Acht na Gaeilge: Time for a mature discussion

The Stormont House Agreement arrived at as Christmas dawned was supposed to have heralded a new dispensation for Northern Ireland and yet here we are in early January with the same old theatrics. A Sinn Féin Minister proposes a consultation process on the long promised Irish Language Act (2006, St Andrews) and up pops that stalwart defender of minority language (Ulster Scots) and culture (Loyal orders etc), Nelson McCausland.

He doesn’t even know what’s in the proposed bill and yet he’s objecting to the consultation process because, he argues, it has no chance of being enacted as it won’t garner enough cross community support in the Assembly. As the only way it won’t garner enough cross community support is if the DUP oppose it, then Nelson is making a self fulfilling prophecy. Because he’s making this prophecy in the absence of sight of the proposed Bill, it’s clear that his opposition is based on prejudice more than any other factor.

And in his statements to the media, he’s had recourse to the ancient language of the 1980s, the hackneyed and very regrettable phrase ‘every word in Irish’ equals a ‘bullet in the cause of Irish freedom’. This is the language which should be consigned to the history books – rather than the Irish language which is alive and well in defiance of all attempts of premature burial by various cranks and opponents.
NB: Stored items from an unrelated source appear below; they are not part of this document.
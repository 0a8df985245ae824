//! Utilities shared by the venuecast packages.

pub mod logger;
pub mod time;
//! Server configuration.

use std::time::Duration;

use crate::domain::RoomId;

pub const DEFAULT_HOST: &str = "127.0.0.1";
pub const DEFAULT_PORT: u16 = 5000;
pub const DEFAULT_SESSION_COOKIE: &str = "venuecast_session";
/// Matches the 6 hour max-age of the session cookie.
pub const DEFAULT_SESSION_TTL: Duration = Duration::from_secs(6 * 60 * 60);

#[derive(Debug, Clone, PartialEq, Eq)]
pub struct ServerConfig {
    pub host: String,
    pub port: u16,
    /// Name of the cookie carrying the session token
    pub session_cookie: String,
    pub session_ttl: Duration,
    /// Rooms created at start-up and kept while empty
    pub durable_rooms: Vec<String>,
    /// CORS origin; any origin when unset
    pub allowed_origin: Option<String>,
    /// Mount `POST /api/sessions`
    pub issue_sessions: bool,
}

impl Default for ServerConfig {
    fn default() -> Self {
        Self {
            host: DEFAULT_HOST.to_string(),
            port: DEFAULT_PORT,
            session_cookie: DEFAULT_SESSION_COOKIE.to_string(),
            session_ttl: DEFAULT_SESSION_TTL,
            durable_rooms: Vec::new(),
            allowed_origin: None,
            issue_sessions: false,
        }
    }
}

impl ServerConfig {
    pub fn bind_addr(&self) -> String {
        format!("{}:{}", self.host, self.port)
    }

    /// Valid durable room ids. Invalid entries are logged and skipped.
    pub fn durable_room_ids(&self) -> Vec<RoomId> {
        self.durable_rooms
            .iter()
            .filter_map(|raw| match RoomId::new(raw.clone()) {
                Ok(id) => Some(id),
                Err(e) => {
                    tracing::warn!("Ignoring durable room '{}': {}", raw, e);
                    None
                }
            })
            .collect()
    }
}
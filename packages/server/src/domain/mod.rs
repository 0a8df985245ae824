//! Domain layer: value objects, entities, the in-memory aggregate that keeps
//! the connection registry and room membership consistent, and the traits the
//! outer layers implement.

pub mod entity;
pub mod error;
pub mod hub;
pub mod message_pusher;
pub mod registry;
pub mod repository;
pub mod room_manager;
pub mod session;
pub mod value_object;

pub use entity::{
    BroadcastEvent, BroadcastTarget, Connection, ConnectionMetadata, DeliveryOutcome,
    DeliveryReport, Room,
};
pub use error::{MessagePushError, RepositoryError, SessionError, ValidationError};
pub use hub::Hub;
pub use message_pusher::{MessagePusher, PusherChannel};
#[cfg(test)]
pub use message_pusher::MockMessagePusher;
pub use registry::ConnectionRegistry;
pub use repository::HubRepository;
pub use room_manager::RoomManager;
pub use session::{Session, SessionStore};
pub use value_object::{
    ConnectionId, DisplayName, EventName, Identity, RoomId, SessionToken, Timestamp,
};
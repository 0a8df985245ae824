//! SessionStore 実装
//!
//! - `inmemory`: HashMap を使った実装（開発用・単一プロセス用）

pub mod inmemory;

pub use inmemory::InMemorySessionStore;
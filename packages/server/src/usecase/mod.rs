//! UseCase layer.
//!
//! The connection lifecycle (validate, register, serve, disconnect) is split
//! across `validate_session`, `connect_client` and `disconnect_client`; the
//! broadcast dispatcher lives in `broadcast_event`.

pub mod announce_identity;
pub mod broadcast_event;
pub mod connect_client;
pub mod disconnect_client;
pub mod error;
pub mod manage_sessions;
pub mod query;
pub mod reply;
pub mod room_membership;
pub mod validate_session;

pub use announce_identity::AnnounceIdentityUseCase;
pub use broadcast_event::BroadcastEventUseCase;
pub use connect_client::{ConnectClientUseCase, RegisteredClient};
pub use disconnect_client::{DisconnectClientUseCase, DisconnectSummary};
pub use error::{
    AnnounceError, BroadcastError, ConnectError, GetRoomDetailError, IssueSessionError,
    MembershipError, RevokeSessionError,
};
pub use manage_sessions::ManageSessionsUseCase;
pub use query::{GetRoomDetailUseCase, GetRoomsUseCase, ListConnectionsUseCase};
pub use reply::ReplyUseCase;
pub use room_membership::RoomMembershipUseCase;
pub use validate_session::{Handshake, SessionValidator};
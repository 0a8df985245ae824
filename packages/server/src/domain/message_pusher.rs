//! MessagePusher trait 定義
//!
//! 接続中のクライアントへメッセージを送る手段の抽象化です。
//! 具体的な実装（WebSocket など）は Infrastructure 層が提供します。

use async_trait::async_trait;
use tokio::sync::mpsc;

use super::{ConnectionId, DeliveryReport, MessagePushError};

/// Outbound channel of one connection. The receiving half is drained into
/// the socket by that connection's push loop.
pub type PusherChannel = mpsc::UnboundedSender<String>;

#[cfg_attr(test, mockall::automock)]
#[async_trait]
pub trait MessagePusher: Send + Sync {
    /// クライアントの送信チャンネルを登録
    async fn register_client(&self, client_id: ConnectionId, sender: PusherChannel);

    /// クライアントの送信チャンネルを登録解除（冪等）
    async fn unregister_client(&self, client_id: &ConnectionId);

    /// 特定のクライアントに送信
    async fn push_to(&self, client_id: &ConnectionId, content: &str)
    -> Result<(), MessagePushError>;

    /// 複数のクライアントに送信
    ///
    /// 個々の送信失敗はレポートに記録されるだけで、残りの送信は継続されます。
    async fn broadcast(&self, targets: &[ConnectionId], content: &str) -> DeliveryReport;
}
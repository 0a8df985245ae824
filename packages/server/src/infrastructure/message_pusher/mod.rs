//! メッセージ送信（通知）の実装
//!
//! ## 実装
//!
//! - `websocket`: WebSocket を使った実装

pub mod websocket;

pub use websocket::WebSocketMessagePusher;
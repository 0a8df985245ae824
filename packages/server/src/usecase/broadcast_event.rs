//! UseCase: Broadcast Dispatcher
//!
//! 宛先を解決し（ルームのメンバー、または全接続）、各受信者に配信します。
//!
//! ## 配信ポリシー
//!
//! - ベストエフォート：受信者ごとの失敗はログに残すだけで、残りの配信は続ける
//! - 失敗は呼び出し元にエラーとして返さない（レポートの件数に現れるだけ）
//! - 再送はしない。切断処理が終われば、その接続は次の配信から自然に外れる
//! - 接続から発信されたイベントは、発信元自身には配信しない

use std::sync::Arc;

use crate::domain::{
    BroadcastEvent, BroadcastTarget, ConnectionId, DeliveryReport, HubRepository, MessagePusher,
};

use super::error::BroadcastError;

pub struct BroadcastEventUseCase {
    /// Repository（宛先の解決に使用）
    repository: Arc<dyn HubRepository>,
    /// MessagePusher（配信に使用）
    message_pusher: Arc<dyn MessagePusher>,
}

impl BroadcastEventUseCase {
    pub fn new(
        repository: Arc<dyn HubRepository>,
        message_pusher: Arc<dyn MessagePusher>,
    ) -> Self {
        Self {
            repository,
            message_pusher,
        }
    }

    /// ブロードキャストを実行
    ///
    /// # Returns
    ///
    /// * `Ok(DeliveryReport)` - 受信者ごとの配信結果（一部失敗していても Ok）
    /// * `Err(BroadcastError::UnknownConnection)` - 発信元の接続が既に登録されていない
    pub async fn execute(&self, event: BroadcastEvent) -> Result<DeliveryReport, BroadcastError> {
        if let Some(origin) = &event.origin
            && self.repository.lookup(origin).await.is_none()
        {
            tracing::warn!(
                "Skipping broadcast '{}' from unregistered connection '{}'",
                event.event.as_str(),
                origin
            );
            return Err(BroadcastError::UnknownConnection(origin.to_string()));
        }

        let targets = self.resolve_targets(&event).await;
        let report = self
            .message_pusher
            .broadcast(&targets, &event.to_wire())
            .await;

        let target_label = match &event.target {
            BroadcastTarget::Room(room_id) => room_id.as_str(),
            BroadcastTarget::All => "*",
        };
        tracing::info!(
            event = event.event.as_str(),
            target = target_label,
            delivered = report.delivered_count(),
            dropped = report.dropped_count(),
            "Broadcast dispatched"
        );
        Ok(report)
    }

    /// 宛先の ConnectionId リストを取得（発信元を除く）
    async fn resolve_targets(&self, event: &BroadcastEvent) -> Vec<ConnectionId> {
        let mut targets: Vec<ConnectionId> = match &event.target {
            BroadcastTarget::Room(room_id) => {
                self.repository.members_of(room_id).await.into_iter().collect()
            }
            BroadcastTarget::All => self.repository.all_connection_ids().await,
        };
        if let Some(origin) = &event.origin {
            targets.retain(|id| id != origin);
        }
        targets.sort();
        targets
    }
}
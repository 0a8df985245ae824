//! InMemory SessionStore 実装
//!
//! 認証サブシステムの代わりにセッションを発行・保持します。
//! 有効期限は発行時刻 + TTL で、時刻は注入された `Clock` から取得します。

use std::{collections::HashMap, sync::Arc, time::Duration};

use async_trait::async_trait;
use tokio::sync::Mutex;
use venuecast_shared::time::Clock;

use crate::domain::{Identity, Session, SessionStore, SessionToken, Timestamp};

pub struct InMemorySessionStore {
    sessions: Mutex<HashMap<SessionToken, Session>>,
    clock: Arc<dyn Clock>,
    ttl: Duration,
}

impl InMemorySessionStore {
    pub fn new(clock: Arc<dyn Clock>, ttl: Duration) -> Self {
        Self {
            sessions: Mutex::new(HashMap::new()),
            clock,
            ttl,
        }
    }
}

#[async_trait]
impl SessionStore for InMemorySessionStore {
    async fn issue(&self, identity: Identity) -> Session {
        let issued_at = self.clock.now_millis();
        let ttl_millis = i64::try_from(self.ttl.as_millis()).unwrap_or(i64::MAX);
        let session = Session {
            token: SessionToken::generate(),
            identity,
            issued_at: Timestamp::new(issued_at),
            expires_at: Timestamp::new(issued_at.saturating_add(ttl_millis)),
        };

        let mut sessions = self.sessions.lock().await;
        sessions.insert(session.token.clone(), session.clone());
        tracing::debug!("Issued session for '{}'", session.identity);
        session
    }

    async fn find(&self, token: &SessionToken) -> Option<Session> {
        let sessions = self.sessions.lock().await;
        sessions.get(token).cloned()
    }

    async fn revoke(&self, token: &SessionToken) {
        let mut sessions = self.sessions.lock().await;
        sessions.remove(token);
    }

    async fn purge_expired(&self) -> usize {
        let now = Timestamp::new(self.clock.now_millis());
        let mut sessions = self.sessions.lock().await;
        let before = sessions.len();
        sessions.retain(|_, session| !session.is_expired_at(now));
        before - sessions.len()
    }
}
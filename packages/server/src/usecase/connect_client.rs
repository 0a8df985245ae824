//! UseCase: クライアント接続処理
//!
//! ## 処理の流れ
//!
//! 1. `authorize`: ハンドシェイクのセッションを検証（失敗時は登録しない）
//! 2. `execute`: Registry に登録 → welcome をキューに積む → MessagePusher に送信チャンネルを登録
//!
//! 検証と登録を分けているのは、検証失敗を WebSocket のアップグレード前に
//! HTTP ステータスとして返すためです。

use std::sync::Arc;

use venuecast_shared::time::Clock;

use crate::domain::{
    ConnectionId, ConnectionMetadata, HubRepository, Identity, MessagePusher, PusherChannel,
    Timestamp,
};

use super::{
    error::ConnectError,
    validate_session::{Handshake, SessionValidator},
};

/// 登録済みクライアントの情報
#[derive(Debug, Clone, PartialEq, Eq)]
pub struct RegisteredClient {
    pub id: ConnectionId,
    pub connected_at: Timestamp,
}

/// クライアント接続のユースケース
pub struct ConnectClientUseCase {
    validator: SessionValidator,
    /// Repository（接続レジストリ・ルーム状態の抽象化）
    repository: Arc<dyn HubRepository>,
    /// MessagePusher（メッセージ通知の抽象化）
    message_pusher: Arc<dyn MessagePusher>,
    clock: Arc<dyn Clock>,
}

impl ConnectClientUseCase {
    /// 新しい ConnectClientUseCase を作成
    pub fn new(
        validator: SessionValidator,
        repository: Arc<dyn HubRepository>,
        message_pusher: Arc<dyn MessagePusher>,
        clock: Arc<dyn Clock>,
    ) -> Self {
        Self {
            validator,
            repository,
            message_pusher,
            clock,
        }
    }

    /// ハンドシェイクのセッションを検証し、identity を返す
    pub async fn authorize(&self, handshake: &Handshake) -> Result<Identity, ConnectError> {
        Ok(self.validator.validate(handshake).await?)
    }

    /// 接続を登録し、welcome メッセージを送信する
    ///
    /// # Arguments
    ///
    /// * `identity` - `authorize` で得た identity
    /// * `metadata` - 接続元アドレスなどのメタデータ
    /// * `sender` - クライアントへのメッセージ送信用チャンネル
    /// * `render_welcome` - 割り当てた ConnectionId から welcome メッセージ（JSON）を生成する
    pub async fn execute(
        &self,
        identity: Identity,
        metadata: ConnectionMetadata,
        sender: PusherChannel,
        render_welcome: impl FnOnce(&ConnectionId) -> String + Send,
    ) -> RegisteredClient {
        let connected_at = Timestamp::new(self.clock.now_millis());

        // 1. Registry に登録
        let id = self
            .repository
            .register(identity.clone(), metadata.clone(), connected_at)
            .await;

        // 2. welcome をチャンネルに入れる
        //    MessagePusher への登録前なので、どのブロードキャストよりも先に届く
        if let Err(e) = sender.send(render_welcome(&id)) {
            tracing::warn!("Failed to queue welcome for '{}': {}", id, e);
        }

        // 3. MessagePusher に送信チャンネルを登録
        self.message_pusher.register_client(id.clone(), sender).await;

        tracing::info!(
            connection_id = %id,
            identity = %identity,
            address = metadata.address.as_deref().unwrap_or("unknown"),
            user_agent = metadata.user_agent.as_deref().unwrap_or("unknown"),
            connected_at = connected_at.value(),
            "New realtime connection registered"
        );

        RegisteredClient { id, connected_at }
    }
}

#[cfg(test)]
mod tests {
    use super::*;
    use crate::{
        domain::{Hub, SessionError, SessionStore},
        infrastructure::{
            message_pusher::WebSocketMessagePusher, repository::InMemoryHubRepository,
            session::InMemorySessionStore,
        },
    };
    use std::{collections::HashMap, time::Duration};
    use tokio::sync::{Mutex, mpsc};
    use venuecast_shared::time::FixedClock;

    struct Fixture {
        usecase: ConnectClientUseCase,
        repository: Arc<InMemoryHubRepository>,
        sessions: Arc<InMemorySessionStore>,
    }

    fn create_fixture() -> Fixture {
        let clock: Arc<dyn Clock> = Arc::new(FixedClock::new(5_000));
        let repository = Arc::new(InMemoryHubRepository::new(Arc::new(Mutex::new(Hub::new()))));
        let sessions = Arc::new(InMemorySessionStore::new(
            clock.clone(),
            Duration::from_secs(60),
        ));
        let pusher = Arc::new(WebSocketMessagePusher::new(Arc::new(Mutex::new(
            HashMap::new(),
        ))));
        let usecase = ConnectClientUseCase::new(
            SessionValidator::new(sessions.clone(), clock.clone()),
            repository.clone(),
            pusher,
            clock,
        );
        Fixture {
            usecase,
            repository,
            sessions,
        }
    }

    #[tokio::test]
    async fn test_authorize_and_register_sends_welcome_first() {
        // テスト項目: 認証済みクライアントが登録され、最初に welcome を受け取る
        // given (前提条件):
        let fixture = create_fixture();
        let session = fixture
            .sessions
            .issue(Identity::new("alice".to_string()).unwrap())
            .await;
        let handshake = Handshake {
            session_cookie: Some(session.token.as_str().to_string()),
            ..Handshake::default()
        };
        let (tx, mut rx) = mpsc::unbounded_channel();

        // when (操作):
        let identity = fixture.usecase.authorize(&handshake).await.unwrap();
        let registered = fixture
            .usecase
            .execute(identity, handshake.metadata.clone(), tx, |id| {
                format!("welcome:{id}")
            })
            .await;

        // then (期待する結果):
        assert_eq!(registered.connected_at, Timestamp::new(5_000));
        let connection = fixture.repository.lookup(&registered.id).await.unwrap();
        assert_eq!(connection.identity.as_str(), "alice");
        assert_eq!(rx.recv().await, Some(format!("welcome:{}", registered.id)));
    }

    #[tokio::test]
    async fn test_unauthenticated_handshake_creates_no_entry() {
        // テスト項目: 資格情報の無いハンドシェイクは拒否され、登録されない
        // given (前提条件):
        let fixture = create_fixture();

        // when (操作):
        let result = fixture.usecase.authorize(&Handshake::default()).await;

        // then (期待する結果):
        assert_eq!(
            result,
            Err(ConnectError::Session(SessionError::Unauthenticated))
        );
        assert!(fixture.repository.all_connection_ids().await.is_empty());
    }
}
The important thing for all sides to realise is that the Irish language isn’t going away. It’s vibrant and being spoken day and daily by many in Northern Ireland. Some call it Irish, others Gaelic/Gaeilge. It’s the same language, incidentally, as the Gaidhlig language spoken in Scotland.

Nelson and others should look on the imminent publication of the Irish Language Bill as an opportunity to engage in a discussion on what provision is to be made for minority languages within Northern Ireland. There is no reason to suppose that an Irish Language Act would transform the North into a bilingual state overnight but it would be important recognition for a significant minority in the community.

They should feel free to raise issues regarding resources, rights and responsibilities in a mature way which reflects an openness to an Irish identity on the one hand – but an adherence to principles of prudence on the other.

The likelihood is that the forthcoming draft will not reflect what Irish speakers want in totality and will probably be a very watered down version of what is watery legislation as it is in the south or Scotland.  In opposing any legislative protection for the Irish language, Nelson is in effect ensuring that Northern Ireland remains a second class component of the UK.  That’s surely an illogical position for unionists.

All rhetoric aside, if we can at least have a discussion on what’s possible – and what’s not, well that would represent real progress towards this new dispensation. Otherwise we may as well batten down the hatches for a return to the pantomime days of Stormont past.